Energiewende: Serbisches Lithium für Europas Batterie-Industrie (2024)

FAQs

Wo gibt es die größten Lithium Vorkommen in Europa? ›

Bei der Verarbeitung des Leichtmetalls ist China der einsame Spitzenreiter, das Land ist auch der bei Weitem wichtigste Lithium-Lieferant für Europa. Lithium-Vorkommen gibt es zwar auch auf dem europäischen Kontinent – in Frankreich, Tschechien oder auch in Deutschland.

Wo kommt das Lithium für Batterien her? ›

Das Lithium für die Lithium-Ionen-Batterie wird hauptsächlich als Erz abgebaut (Quelle). Hier werden keine großen Wassermengen benötigt, da das Erz mit konventionellen Methoden gewonnen wird. Seltener, dafür jedoch bekannter ist die Gewinnung von Lithium als Sole in den Salzseen der Atacamawüste (Argentinien, Chile).

Welche Firma fördert Lithium in Deutschland? ›

In Deutschland hat Albemarle Standorte in Frankfurt am Main und Langelsheim. Laut eigenen Angaben ist Albemarle durch die Übernahme des Konkurrenten Rockwood 2015 der weltgrößte Produzent von Lithium und Lithiumverbindungen.

Hat Deutschland Lithium? ›

Hierzulande steckt Lithium in einigen Regionen im sogenannten Thermalwasser in Tausenden Metern Tiefe – so viel ist bekannt.

Wer ist der größte Lithium Produzent der Welt? ›

Albemarle Corporation ist ein amerikanisches Unternehmen, das sich auf die Produktion von Katalysatoren und Lithium- und Bromprodukten spezialisiert hat. Im Jahr 2015 übernahm das Unternehmen seinen Konkurrenten Rockwood. Dank der Übernahme ist Albemarle der größte Lithiumproduzent der Welt.

Welches Land fördert am meisten Lithium? ›

Lithiumgewinnung im Norden Chiles

Die größten Lithium-Vorkommen befinden sich im sogenannten „Lithium-Dreieck“ zwischen Bolivien, Argentinien und Chile. In Chile wird Lithium im Salar de Atacama im hohen Norden des Landes gefördert. Die drei Salzseen der Atacama-Wüste bilden ein riesiges Lithium-Reservoir.

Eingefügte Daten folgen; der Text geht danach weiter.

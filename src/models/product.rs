use chrono::NaiveDateTime;
use diesel::prelude::*;

use crate::domain::product::{
    PricingTier as DomainPricingTier, Product as DomainProduct,
    QuantityPricing as DomainQuantityPricing,
};

#[derive(Debug, Clone, Identifiable, Queryable, Selectable)]
#[diesel(table_name = crate::schema::products)]
pub struct Product {
    pub id: i32,
    pub name: String,
    pub photo: Option<String>,
    pub daily_price: i64,
    pub total_stock: i32,
    pub is_active: bool,
    pub created_at: NaiveDateTime,
    pub updated_at: NaiveDateTime,
}

#[derive(Debug, Clone, Identifiable, Queryable, Selectable, Associations)]
#[diesel(table_name = crate::schema::pricing_tiers)]
#[diesel(belongs_to(Product, foreign_key = product_id))]
pub struct PricingTier {
    pub id: i32,
    pub product_id: i32,
    pub days: i32,
    pub total_price: i64,
    pub created_at: NaiveDateTime,
    pub updated_at: NaiveDateTime,
}

#[derive(Debug, Clone, Identifiable, Queryable, Selectable, Associations)]
#[diesel(table_name = crate::schema::quantity_pricing)]
#[diesel(belongs_to(Product, foreign_key = product_id))]
pub struct QuantityPricing {
    pub id: i32,
    pub product_id: i32,
    pub quantity: i32,
    pub total_price: i64,
    pub created_at: NaiveDateTime,
    pub updated_at: NaiveDateTime,
}

#[derive(Insertable)]
#[diesel(table_name = crate::schema::products)]
pub struct NewProduct<'a> {
    pub name: &'a str,
    pub photo: Option<&'a str>,
    pub daily_price: i64,
    pub total_stock: i32,
    pub is_active: bool,
    pub updated_at: NaiveDateTime,
}

#[derive(Insertable)]
#[diesel(table_name = crate::schema::pricing_tiers)]
pub struct NewPricingTier {
    pub product_id: i32,
    pub days: i32,
    pub total_price: i64,
}

#[derive(Insertable)]
#[diesel(table_name = crate::schema::quantity_pricing)]
pub struct NewQuantityPricing {
    pub product_id: i32,
    pub quantity: i32,
    pub total_price: i64,
}

impl Product {
    pub fn into_domain(
        self,
        pricing_tiers: Vec<PricingTier>,
        quantity_pricing: Vec<QuantityPricing>,
    ) -> DomainProduct {
        DomainProduct {
            id: self.id,
            name: self.name,
            photo: self.photo,
            daily_price: self.daily_price,
            total_stock: self.total_stock,
            is_active: self.is_active,
            pricing_tiers: pricing_tiers
                .into_iter()
                .map(PricingTier::into_domain)
                .collect(),
            quantity_pricing: quantity_pricing
                .into_iter()
                .map(QuantityPricing::into_domain)
                .collect(),
            created_at: self.created_at,
            updated_at: self.updated_at,
        }
    }
}

impl PricingTier {
    pub fn into_domain(self) -> DomainPricingTier {
        DomainPricingTier {
            id: self.id,
            product_id: self.product_id,
            days: self.days,
            total_price: self.total_price,
        }
    }
}

impl QuantityPricing {
    pub fn into_domain(self) -> DomainQuantityPricing {
        DomainQuantityPricing {
            id: self.id,
            product_id: self.product_id,
            quantity: self.quantity,
            total_price: self.total_price,
        }
    }
}

impl<'a> From<&'a crate::domain::product::NewProduct> for NewProduct<'a> {
    fn from(value: &'a crate::domain::product::NewProduct) -> Self {
        Self {
            name: value.name.as_str(),
            photo: value.photo.as_deref(),
            daily_price: value.daily_price,
            total_stock: value.total_stock,
            is_active: value.is_active,
            updated_at: value.updated_at,
        }
    }
}
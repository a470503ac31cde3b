use chrono::{NaiveDate, NaiveDateTime};
use diesel::prelude::*;

use crate::domain::order::{
    NewOrder as DomainNewOrder, NewOrderItem as DomainNewOrderItem, Order as DomainOrder,
    OrderItem as DomainOrderItem, OrderStatusEvent as DomainOrderStatusEvent,
};

#[derive(Debug, Clone, Identifiable, Queryable, Selectable)]
#[diesel(table_name = crate::schema::orders)]
pub struct Order {
    pub id: i32,
    pub order_number: String,
    pub user_id: i32,
    pub status: String,
    pub delivery_type: String,
    pub delivery_address_id: Option<i32>,
    pub delivery_fee: i64,
    pub subtotal: i64,
    pub total_amount: i64,
    pub total_savings: i64,
    pub rental_start_date: NaiveDate,
    pub rental_end_date: NaiveDate,
    pub payment_method: String,
    pub payment_status: String,
    pub notes: Option<String>,
    pub created_at: NaiveDateTime,
    pub updated_at: NaiveDateTime,
}

#[derive(Debug, Clone, Identifiable, Queryable, Selectable, Associations)]
#[diesel(table_name = crate::schema::order_items)]
#[diesel(belongs_to(Order, foreign_key = order_id))]
pub struct OrderItem {
    pub id: i32,
    pub order_id: i32,
    pub product_id: Option<i32>,
    pub product_name: String,
    pub product_photo: Option<String>,
    pub quantity: i32,
    pub daily_price: i64,
    pub total_price: i64,
    pub savings: i64,
    pub created_at: NaiveDateTime,
}

#[derive(Debug, Clone, Identifiable, Queryable, Selectable, Associations)]
#[diesel(table_name = crate::schema::order_status_history)]
#[diesel(belongs_to(Order, foreign_key = order_id))]
pub struct OrderStatusEvent {
    pub id: i32,
    pub order_id: i32,
    pub status: String,
    pub created_at: NaiveDateTime,
}

#[derive(Insertable)]
#[diesel(table_name = crate::schema::orders)]
pub struct NewOrder<'a> {
    pub order_number: &'a str,
    pub user_id: i32,
    pub status: &'a str,
    pub delivery_type: &'a str,
    pub delivery_address_id: Option<i32>,
    pub delivery_fee: i64,
    pub subtotal: i64,
    pub total_amount: i64,
    pub total_savings: i64,
    pub rental_start_date: NaiveDate,
    pub rental_end_date: NaiveDate,
    pub payment_method: &'a str,
    pub payment_status: &'a str,
    pub notes: Option<&'a str>,
    pub updated_at: NaiveDateTime,
}

#[derive(Insertable)]
#[diesel(table_name = crate::schema::order_items)]
pub struct NewOrderItem<'a> {
    pub order_id: i32,
    pub product_id: Option<i32>,
    pub product_name: &'a str,
    pub product_photo: Option<&'a str>,
    pub quantity: i32,
    pub daily_price: i64,
    pub total_price: i64,
    pub savings: i64,
}

#[derive(Insertable)]
#[diesel(table_name = crate::schema::order_status_history)]
pub struct NewOrderStatusEvent<'a> {
    pub order_id: i32,
    pub status: &'a str,
}

impl Order {
    pub fn into_domain(self, items: Vec<OrderItem>) -> DomainOrder {
        DomainOrder {
            id: self.id,
            order_number: self.order_number,
            user_id: self.user_id,
            status: self.status.as_str().into(),
            items: items.into_iter().map(OrderItem::into_domain).collect(),
            delivery_type: self.delivery_type.as_str().into(),
            delivery_address_id: self.delivery_address_id,
            delivery_fee: self.delivery_fee,
            subtotal: self.subtotal,
            total_amount: self.total_amount,
            total_savings: self.total_savings,
            rental_start_date: self.rental_start_date,
            rental_end_date: self.rental_end_date,
            payment_method: self.payment_method.as_str().into(),
            payment_status: self.payment_status.as_str().into(),
            notes: self.notes,
            created_at: self.created_at,
            updated_at: self.updated_at,
        }
    }
}

impl OrderItem {
    pub fn into_domain(self) -> DomainOrderItem {
        DomainOrderItem {
            id: self.id,
            product_id: self.product_id,
            product_name: self.product_name,
            product_photo: self.product_photo,
            quantity: self.quantity,
            daily_price: self.daily_price,
            total_price: self.total_price,
            savings: self.savings,
        }
    }
}

impl OrderStatusEvent {
    pub fn into_domain(self) -> DomainOrderStatusEvent {
        DomainOrderStatusEvent {
            id: self.id,
            order_id: self.order_id,
            status: self.status.as_str().into(),
            created_at: self.created_at,
        }
    }
}

impl From<(Order, Vec<OrderItem>)> for DomainOrder {
    fn from(value: (Order, Vec<OrderItem>)) -> Self {
        value.0.into_domain(value.1)
    }
}

impl<'a> NewOrder<'a> {
    pub fn from_domain(order_number: &'a str, value: &'a DomainNewOrder) -> Self {
        Self {
            order_number,
            user_id: value.user_id,
            status: value.status.as_str(),
            delivery_type: value.delivery_type.as_str(),
            delivery_address_id: value.delivery_address_id,
            delivery_fee: value.delivery_fee,
            subtotal: value.subtotal,
            total_amount: value.total_amount,
            total_savings: value.total_savings,
            rental_start_date: value.rental_start_date,
            rental_end_date: value.rental_end_date,
            payment_method: value.payment_method.as_str(),
            payment_status: value.payment_status.as_str(),
            notes: value.notes.as_deref(),
            updated_at: value.updated_at,
        }
    }
}

impl<'a> NewOrderItem<'a> {
    pub fn from_domain(order_id: i32, value: &'a DomainNewOrderItem) -> Self {
        Self {
            order_id,
            product_id: Some(value.product_id),
            product_name: value.product_name.as_str(),
            product_photo: value.product_photo.as_deref(),
            quantity: value.quantity,
            daily_price: value.daily_price,
            total_price: value.total_price,
            savings: value.savings,
        }
    }
}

Woher kommen die Batterien für Tesla? ›

Neben dem Werk in Nevada fertigt Tesla auch Batteriezellen in der Gigafactory Shanghai.

Wie viel Liter Wasser braucht man für eine Lithium Batterie? ›

Der Wasserverbrauch ist bei ersterem deutlich niedriger. Nach einer Erhebung des Danish Technological Institute werden derzeit zwischen 400 und 2000 Liter Wasser für die Produktion von einem Kilogramm Lithium benötigt.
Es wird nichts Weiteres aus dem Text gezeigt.